Reviewed by Dennis Schwartz
The most requested photo in the National Archives is the 1970 image of Elvis Presley shaking hands with Richard Nixon in the Oval Office.
Director Liza Johnson(“Good Girls Revolt”/”Return”/”Hateship Loveship”) chooses comedy above all else in her picture of the bizarre meeting in the buttoned-down Nixon WH between the uptight Prez (Kevin Spacey) and the flamboyant gold-belt wearing iconic rock singer Elvis (Michael Shannon). It’s comically written by Joey Sagal, Hanala Sagal and Cary Elwes, who provide sizzling dialogue. The conversation they had is unknown, since this was before the Prez started taping every official conversation. What’s known is that the singer was angry at the hippies for spreading the drug culture and requested the meeting to ask the Prez if he could become an undercover agent to catch the dealers. Nixon, at first reluctant to meet with the King, accepts the meeting request when he realizes how popular Elvis is and it could be good for his public image to have a photo-op with him.

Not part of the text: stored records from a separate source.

//
//  tfgit
//  api/common/mod.rs
//
//  Created by Ngonidzashe Mangudya on 2026/01/12.
//  Copyright (c) 2025 IAMNGONI. All rights reserved.
//

//! Common API Types
//!
//! Shared types used by every Git resource module: the library error type,
//! the list envelope, the wrapped service exception and its per-client
//! translation table, and small reference types that appear in many models.
//!
//! # Overview
//!
//! - [`ApiError`] - Unified error type for all API operations
//! - [`ErrorKind`] - Category of an [`ApiError`], used for translation and exit codes
//! - [`ListResponse`] - The `{count, value}` envelope of collection endpoints
//! - [`WrappedException`] / [`ErrorTranslations`] - Service error bodies
//! - [`IdentityRef`] - Lightweight user reference
//! - [`ReferenceLinks`] - `_links` map attached to most resources
//!
//! # Example
//!
//! ```rust,ignore
//! use tfgit::api::common::ApiError;
//!
//! fn handle_result<T>(result: Result<T, ApiError>) {
//!     match result {
//!         Ok(_) => println!("Success!"),
//!         Err(ApiError::Unauthorized(_)) => println!("Please authenticate first"),
//!         Err(ApiError::NotFound(resource)) => println!("Not found: {}", resource),
//!         Err(e) => println!("Error: {}", e),
//!     }
//! }
//! ```

use std::collections::BTreeMap;

use serde::{Deserialize, Serialize};
use thiserror::Error;
use uuid::Uuid;

mod pagination;
mod wrapped;

pub use pagination::*;
pub use wrapped::*;

/// Unified error type for all Git API operations.
///
/// # Variants
///
/// | Variant | Description | HTTP Status |
/// |---------|-------------|-------------|
/// | `InvalidIdentity` | Empty name or nil id, raised before any request | N/A |
/// | `Unauthorized` | Missing, invalid or expired credentials | 401 |
/// | `Forbidden` | Insufficient permissions | 403 |
/// | `NotFound` | Requested resource does not exist | 404 |
/// | `Conflict` | Resource already exists or was modified | 409 |
/// | `RateLimited` | Too many requests | 429 |
/// | `BadRequest` | Invalid request parameters | 400 |
/// | `ProxyAuthRequired` | The HTTP proxy rejected the request | 407 |
/// | `Server` | Internal server error | 5xx |
/// | `UnknownLocation` | The server does not expose the resource | N/A |
/// | `Network` | Connectivity issues | N/A |
/// | `Decode` | Body could not be (de)serialized | N/A |
/// | `Unknown` | Anything else | other |
#[derive(Error, Debug)]
pub enum ApiError {
    /// An identity component can never address a resource.
    #[error("Invalid identity: {0}")]
    InvalidIdentity(String),

    /// Authentication failed or was not provided.
    #[error("Authentication failed: {0}")]
    Unauthorized(String),

    #[error("Permission denied: {0}")]
    Forbidden(String),

    /// The requested resource was not found.
    ///
    /// # Parameters
    ///
    /// - `0` - Description of the resource that was not found
    #[error("Resource not found: {0}")]
    NotFound(String),

    /// The resource already exists, or was changed by someone else.
    #[error("Conflict: {0}")]
    Conflict(String),

    /// API rate limit has been exceeded.
    ///
    /// `retry_after` carries the `Retry-After` header in seconds when the
    /// service sent one. The client never retries on its own.
    #[error("Rate limit exceeded: {message}")]
    RateLimited {
        message: String,
        retry_after: Option<u64>,
    },

    #[error("Bad request: {0}")]
    BadRequest(String),

    #[error("Proxy authentication required")]
    ProxyAuthRequired,

    /// An internal server error occurred.
    #[error("Server error ({status}): {message}")]
    Server { status: u16, message: String },

    /// The server has no location for the id, or retired the resource
    /// below the requested API version.
    #[error("Unknown resource location {location_id}: {reason}")]
    UnknownLocation { location_id: Uuid, reason: String },

    #[error("Invalid API version: {0}")]
    InvalidApiVersion(String),

    /// A network-level error occurred during the request.
    #[error("Network error: {0}")]
    Network(#[from] reqwest::Error),

    /// JSON (de)serialization failed.
    #[error("Decode error: {0}")]
    Decode(#[from] serde_json::Error),

    #[error("Invalid URL: {0}")]
    Url(#[from] url::ParseError),

    /// An unknown or unexpected error occurred.
    #[error("Unknown error: {0}")]
    Unknown(String),
}

/// Category of an [`ApiError`].
///
/// The translation table maps service exception type keys to a kind, and
/// the binary maps kinds to exit codes.
#[derive(Debug, Clone, Copy, PartialEq, Eq, Hash)]
pub enum ErrorKind {
    InvalidIdentity,
    Unauthorized,
    Forbidden,
    NotFound,
    Conflict,
    RateLimited,
    BadRequest,
    ProxyAuthRequired,
    Server,
    UnknownLocation,
    Network,
    Decode,
    Unknown,
}

impl ApiError {
    pub fn kind(&self) -> ErrorKind {
        match self {
            Self::InvalidIdentity(_) => ErrorKind::InvalidIdentity,
            Self::Unauthorized(_) => ErrorKind::Unauthorized,
            Self::Forbidden(_) => ErrorKind::Forbidden,
            Self::NotFound(_) => ErrorKind::NotFound,
            Self::Conflict(_) => ErrorKind::Conflict,
            Self::RateLimited { .. } => ErrorKind::RateLimited,
            Self::BadRequest(_) | Self::InvalidApiVersion(_) | Self::Url(_) => {
                ErrorKind::BadRequest
            }
            Self::ProxyAuthRequired => ErrorKind::ProxyAuthRequired,
            Self::Server { .. } => ErrorKind::Server,
            Self::UnknownLocation { .. } => ErrorKind::UnknownLocation,
            Self::Network(_) => ErrorKind::Network,
            Self::Decode(_) => ErrorKind::Decode,
            Self::Unknown(_) => ErrorKind::Unknown,
        }
    }

    /// Builds an error of `kind` carrying `message`.
    ///
    /// Kinds that wrap foreign errors (`Network`, `Decode`) have no message
    /// form and become [`ApiError::Unknown`].
    pub fn from_kind(kind: ErrorKind, message: impl Into<String>, status: u16) -> Self {
        let message = message.into();
        match kind {
            ErrorKind::InvalidIdentity => Self::InvalidIdentity(message),
            ErrorKind::Unauthorized => Self::Unauthorized(message),
            ErrorKind::Forbidden => Self::Forbidden(message),
            ErrorKind::NotFound => Self::NotFound(message),
            ErrorKind::Conflict => Self::Conflict(message),
            ErrorKind::RateLimited => Self::RateLimited {
                message,
                retry_after: None,
            },
            ErrorKind::BadRequest => Self::BadRequest(message),
            ErrorKind::ProxyAuthRequired => Self::ProxyAuthRequired,
            ErrorKind::Server => Self::Server { status, message },
            ErrorKind::UnknownLocation => Self::UnknownLocation {
                location_id: Uuid::nil(),
                reason: message,
            },
            ErrorKind::Network | ErrorKind::Decode | ErrorKind::Unknown => Self::Unknown(message),
        }
    }
}

/// Lightweight user reference.
#[derive(Debug, Clone, Default, PartialEq, Serialize, Deserialize)]
#[serde(rename_all = "camelCase")]
pub struct IdentityRef {
    #[serde(default, skip_serializing_if = "Option::is_none")]
    pub id: Option<Uuid>,

    #[serde(default, skip_serializing_if = "Option::is_none")]
    pub display_name: Option<String>,

    /// Account name, `DOMAIN\user` on premises or an email in the cloud.
    #[serde(default, skip_serializing_if = "Option::is_none")]
    pub unique_name: Option<String>,

    #[serde(default, skip_serializing_if = "Option::is_none")]
    pub url: Option<String>,

    #[serde(default, skip_serializing_if = "Option::is_none")]
    pub image_url: Option<String>,
}

impl IdentityRef {
    /// Returns the best human-readable name available.
    pub fn label(&self) -> &str {
        self.display_name
            .as_deref()
            .or(self.unique_name.as_deref())
            .unwrap_or("-")
    }
}

/// A single hyperlink in a `_links` map.
#[derive(Debug, Clone, PartialEq, Serialize, Deserialize)]
pub struct Link {
    pub href: String,
}

/// The `_links` map attached to most resources, keyed by relation name
/// (`self`, `web`, `repository`, ...).
#[derive(Debug, Clone, Default, PartialEq, Serialize, Deserialize)]
pub struct ReferenceLinks {
    #[serde(flatten)]
    pub links: BTreeMap<String, Link>,
}

impl ReferenceLinks {
    pub fn get(&self, relation: &str) -> Option<&str> {
        self.links.get(relation).map(|link| link.href.as_str())
    }
}

#[cfg(test)]
mod tests {
    use super::*;

    #[test]
    fn test_kind_round_trips_through_from_kind() {
        for kind in [
            ErrorKind::Unauthorized,
            ErrorKind::Forbidden,
            ErrorKind::NotFound,
            ErrorKind::Conflict,
            ErrorKind::RateLimited,
            ErrorKind::BadRequest,
            ErrorKind::Server,
        ] {
            assert_eq!(ApiError::from_kind(kind, "boom", 500).kind(), kind);
        }
        assert_eq!(
            ApiError::from_kind(ErrorKind::Network, "boom", 0).kind(),
            ErrorKind::Unknown
        );
    }

    #[test]
    fn test_reference_links_deserialize() {
        let json = r#"{"self": {"href": "https://x/_apis/git/repositories/1"}, "web": {"href": "https://x/_git/r"}}"#;
        let links: ReferenceLinks = serde_json::from_str(json).unwrap();
        assert_eq!(links.get("web"), Some("https://x/_git/r"));
        assert_eq!(links.get("missing"), None);
    }

    #[test]
    fn test_identity_label_prefers_display_name() {
        let identity = IdentityRef {
            display_name: Some("Jamal Hartnett".to_string()),
            unique_name: Some("fabrikamfiber4@hotmail.com".to_string()),
            ..Default::default()
        };
        assert_eq!(identity.label(), "Jamal Hartnett");
        assert_eq!(IdentityRef::default().label(), "-");
    }
}
//
//  tfgit
//  output/mod.rs
//
//  Created by Ngonidzashe Mangudya on 2026/01/12.
//  Copyright (c) 2025 IAMNGONI. All rights reserved.
//

//! # Output Formatting
//!
//! Commands print either human readable tables or JSON for scripting.
//!
//! | Format | Flag | Use case |
//! |--------|------|----------|
//! | Table | (default) | interactive use |
//! | JSON | `--json` | scripting, piping to `jq` |
//!
//! Detail views implement [`TableOutput`]; list views implement
//! [`TableRow`] and are rendered as one table.
//!
//! Colors follow `console`'s detection, so `NO_COLOR` and non-TTY output
//! are respected.

mod json;
mod table;

pub use json::*;
pub use table::*;

use console::style;
use serde::Serialize;

#[derive(Debug, Clone, Copy, PartialEq, Eq, Default)]
pub enum OutputFormat {
    #[default]
    Table,
    Json,
}

impl OutputFormat {
    pub fn from_json_flag(json: bool) -> Self {
        if json {
            Self::Json
        } else {
            Self::Table
        }
    }
}

/// Writes command results in the selected format.
pub struct OutputWriter {
    format: OutputFormat,
    color: bool,
}

impl OutputWriter {
    pub fn new(format: OutputFormat) -> Self {
        Self {
            format,
            color: console::colors_enabled(),
        }
    }

    pub fn format(&self) -> OutputFormat {
        self.format
    }

    pub fn is_json(&self) -> bool {
        self.format == OutputFormat::Json
    }

    /// Writes one value.
    pub fn write<T: Serialize + TableOutput>(&self, value: &T) -> anyhow::Result<()> {
        match self.format {
            OutputFormat::Json => write_json(value),
            OutputFormat::Table => {
                value.print_table(self.color);
                Ok(())
            }
        }
    }

    /// Writes a list; `empty` is printed instead of an empty table.
    pub fn write_list<T: Serialize + TableRow>(&self, values: &[T], empty: &str) -> anyhow::Result<()> {
        match self.format {
            OutputFormat::Json => write_json(&values),
            OutputFormat::Table => {
                if values.is_empty() {
                    self.write_info(empty);
                    return Ok(());
                }
                TableBuilder::new()
                    .color(self.color)
                    .headers(T::HEADERS.iter().copied())
                    .rows(values.iter().map(|v| v.row(self.color)))
                    .print();
                Ok(())
            }
        }
    }

    pub fn write_error(&self, msg: &str) {
        if self.color {
            eprintln!("{} {}", style("error:").red().bold(), msg);
        } else {
            eprintln!("error: {}", msg);
        }
    }

    pub fn write_warning(&self, msg: &str) {
        if self.color {
            eprintln!("{} {}", style("warning:").yellow().bold(), msg);
        } else {
            eprintln!("warning: {}", msg);
        }
    }

    pub fn write_info(&self, msg: &str) {
        println!("{}", msg);
    }

    /// Success messages are suppressed in JSON mode.
    pub fn write_success(&self, msg: &str) {
        if self.is_json() {
            return;
        }
        if self.color {
            println!("{} {}", style("✓").green().bold(), msg);
        } else {
            println!("✓ {}", msg);
        }
    }
}

/// Detail view of a single value.
pub trait TableOutput {
    fn print_table(&self, color: bool);
}

/// One row of a list table.
pub trait TableRow {
    const HEADERS: &'static [&'static str];

    fn row(&self, color: bool) -> Vec<String>;
}

pub fn print_header(text: &str) {
    println!("{}", style(text).bold());
    println!("{}", "-".repeat(text.chars().count()));
}

/// Prints `key: value`, dimming the key when colored.
pub fn print_field(key: &str, value: &str, color: bool) {
    if color {
        println!("{}: {}", style(key).dim(), value);
    } else {
        println!("{}: {}", key, value);
    }
}

/// Like [`print_field`], skipping absent values.
pub fn print_optional_field(key: &str, value: Option<&str>, color: bool) {
    if let Some(value) = value.filter(|v| !v.is_empty()) {
        print_field(key, value, color);
    }
}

The result is an hilarious comic fictionalization of the 40 minute visit in 1970 at the Oval Office. Though each performer does not look like the character they portray, they both inhabit their character’s mindset and mannerisms.
The film plays out as a beefed-up SNL skit. It probably would work better as a stage play. But even if it adds nothing of historical value, I appreciate how entertaining it was, its riveting performances by the two stars and how goofy was the absurdist parody.